Ultimi fuochi. Nel 1974, la Lancia Stratos spinta da un V6 della Dino Ferrari da 260 CV montato in posizione centrale rivoluzionava lo sviluppo delle vetture da rally. Era la prima vettura progettata appositamente per le gare di questo tipo. La Alpine A110 S invece giungeva alla fine del suo sviluppo, ed era ormai superata. Così come molte altre auto da rally che dovettero vedersela con la nuova berlinetta italiana. In particolare era il motore posteriore della Alpine A110 S a limitare il suo potenziale di sviluppo. L'adozione dell'iniezione non portò ad alcun aumento delle prestazioni. Su alcune vetture venne montata una testata a 16 valvole, ma si rivelò inaffidabile. Anche le modifiche al telaio, come l'utilizzo delle sospensioni posteriori a doppio braccio oscillante della A310 (omologate con la A110 1600SC), non portarono ai risultati sperati.

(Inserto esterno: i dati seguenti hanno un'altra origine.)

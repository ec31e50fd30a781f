//! Error types for Z-function evaluation and sign scanning.
//!
//! Precision loss at small `t` is not an error: the asymptotic series simply
//! becomes less accurate there. Everything that is reported lives here.

use thiserror::Error;

/// Result alias used throughout the crate.
pub type ZetaResult<T> = Result<T, ZetaError>;

/// Errors raised while configuring or running a scan.
#[derive(Debug, Clone, PartialEq, Error)]
pub enum ZetaError {
    /// A parameter failed validation before any numeric work started.
    #[error("Invalid input: {0}")]
    InvalidInput(String),

    /// The lookup tables do not reach the main-sum length needed at some `t`.
    #[error("Lookup table too small: need {required} entries, built {available}")]
    TableTooSmall {
        /// Minimum table size required by the evaluation.
        required: usize,
        /// Size the tables were built with.
        available: usize,
    },

    /// The worker pool could not be created.
    #[error("Thread pool error: {0}")]
    ThreadPool(String),
}

impl ZetaError {
    /// Create an input validation error.
    #[must_use]
    pub fn invalid_input(message: impl Into<String>) -> Self {
        Self::InvalidInput(message.into())
    }
}
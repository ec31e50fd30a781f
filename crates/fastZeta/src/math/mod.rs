//! Layer 2: Math
//!
//! ## Purpose
//!
//! This layer provides the numeric building blocks of the Riemann-Siegel
//! formula: the theta phase, the correction polynomials and the per-run
//! lookup tables for the main sum.
//!
//! ## Architecture
//!
//! ```text
//! Layer 6: API
//!   ↓
//! Layer 5: Adapters
//!   ↓
//! Layer 4: Engine
//!   ↓
//! Layer 3: Evaluation
//!   ↓
//! Layer 2: Math ← You are here
//!   ↓
//! Layer 1: Primitives
//! ```

/// Riemann-Siegel theta function.
pub mod theta;

/// Correction-series polynomials C0..C4.
pub mod coefficients;

/// Precomputed 1/sqrt(k) and ln(k) tables (parallel build).
pub mod tables;
//! Sign-bit comparison of consecutive Z samples.
//!
//! A sign change is detected on the IEEE sign bit, so `-0.0` and `+0.0` count
//! as different signs and NaN carries whatever sign bit it was produced with.

use num_traits::Float;

/// Whether two consecutive samples lie on opposite sides of zero.
#[inline(always)]
pub fn sign_changed<T: Float>(previous: T, current: T) -> bool {
    previous.is_sign_negative() != current.is_sign_negative()
}

/// Count sign changes between adjacent entries of a sample sequence.
pub fn count_sign_changes<T: Float>(values: &[T]) -> u64 {
    values
        .windows(2)
        .filter(|pair| sign_changed(pair[0], pair[1]))
        .count() as u64
}
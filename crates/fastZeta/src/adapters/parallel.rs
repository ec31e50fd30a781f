//! Parallel adapter for multi-threaded sign-change counting.
//!
//! ## Purpose
//!
//! This module runs the block scanner on a dedicated pool of `workers`
//! threads and exposes the boundary policy between blocks.
//!
//! ## Design notes
//!
//! * **Defaults**: one worker per available CPU and the inherited
//!   [`BoundaryMode::Isolated`] policy.
//! * **Fallback**: `.parallel(false)` runs the sequential reference scan.
//!
//! ## Invariants
//!
//! * `workers >= 1`.
//! * With `Isolated` boundaries the count is within `workers − 1` below the
//!   sequential count; with `Stitched` boundaries it is equal.

// External dependencies
use std::num::NonZeroUsize;
use std::thread;

// Internal dependencies
use crate::adapters::{run_scan, ScanSettings};
use crate::api::ZetaBuilder;
use crate::engine::executor::{scan_parallel, scan_sequential, BoundaryMode};
use crate::evaluation::sampling::RunResult;
use crate::primitives::errors::{ZetaError, ZetaResult};

/// Builder for the parallel scan.
#[derive(Debug, Clone, PartialEq)]
pub struct ParallelScanBuilder {
    /// Shared configuration.
    pub base: ZetaBuilder,

    /// Requested worker count; `None` uses the available parallelism.
    pub workers: Option<usize>,

    /// Sign seeding policy at block boundaries.
    pub boundary_mode: BoundaryMode,
}

impl ParallelScanBuilder {
    pub(crate) fn from_base(mut base: ZetaBuilder, parallel: bool) -> Self {
        base.parallel = Some(parallel);
        Self {
            base,
            workers: None,
            boundary_mode: BoundaryMode::default(),
        }
    }

    /// Set parallel execution mode.
    pub fn parallel(mut self, parallel: bool) -> Self {
        self.base.parallel = Some(parallel);
        self
    }

    /// Set the number of worker threads.
    pub fn workers(mut self, workers: usize) -> Self {
        self.workers = Some(workers);
        self
    }

    /// Set the sign seeding policy at block boundaries.
    pub fn boundary_mode(mut self, mode: BoundaryMode) -> Self {
        self.boundary_mode = mode;
        self
    }

    /// Validate the configuration.
    pub fn build(self) -> ZetaResult<ParallelScan> {
        let settings = self.base.settings()?;
        let parallel = self.base.parallel.unwrap_or(true);

        let workers = match self.workers {
            Some(0) => {
                return Err(ZetaError::invalid_input("worker count must be at least 1"));
            }
            Some(w) => w,
            None => thread::available_parallelism().map_or(1, NonZeroUsize::get),
        };

        Ok(ParallelScan {
            settings,
            workers: if parallel { workers } else { 1 },
            parallel,
            boundary_mode: self.boundary_mode,
        })
    }
}

/// Validated parallel scan.
#[derive(Debug, Clone, Copy, PartialEq)]
pub struct ParallelScan {
    settings: ScanSettings,
    workers: usize,
    parallel: bool,
    boundary_mode: BoundaryMode,
}

impl ParallelScan {
    /// Validated settings of this scan.
    pub fn settings(&self) -> &ScanSettings {
        &self.settings
    }

    /// Worker count the scan will use.
    pub fn workers(&self) -> usize {
        self.workers
    }

    /// Count sign changes over the grid.
    pub fn run(&self) -> ZetaResult<RunResult> {
        if !self.parallel {
            return run_scan(&self.settings, 1, scan_sequential);
        }

        let (workers, mode) = (self.workers, self.boundary_mode);
        run_scan(&self.settings, workers, |evaluator, grid| {
            scan_parallel(evaluator, grid, workers, mode)
        })
    }
}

Senza tempo. A oltre 10 anni dal debutto era prevedibile una parabola discendente nelle competizioni. Con il ritiro dalle corse, la Alpine A110 si preparava ad entrare nella storia come una delle sportive francesi più iconiche e più vincenti del periodo. Nel 2012, in occasione del 50° anniversario della A110, la Renault ha prodotto una concept car chiamata A110-50. La riedizione “moderna” della A110 è stata introdotta dalla Renault nel 2017 e non manca di riconfermare le doti dinamiche della sua gloriosa antenata. A testimonianza del fatto che i miti, quelli veri, non passano mai di moda.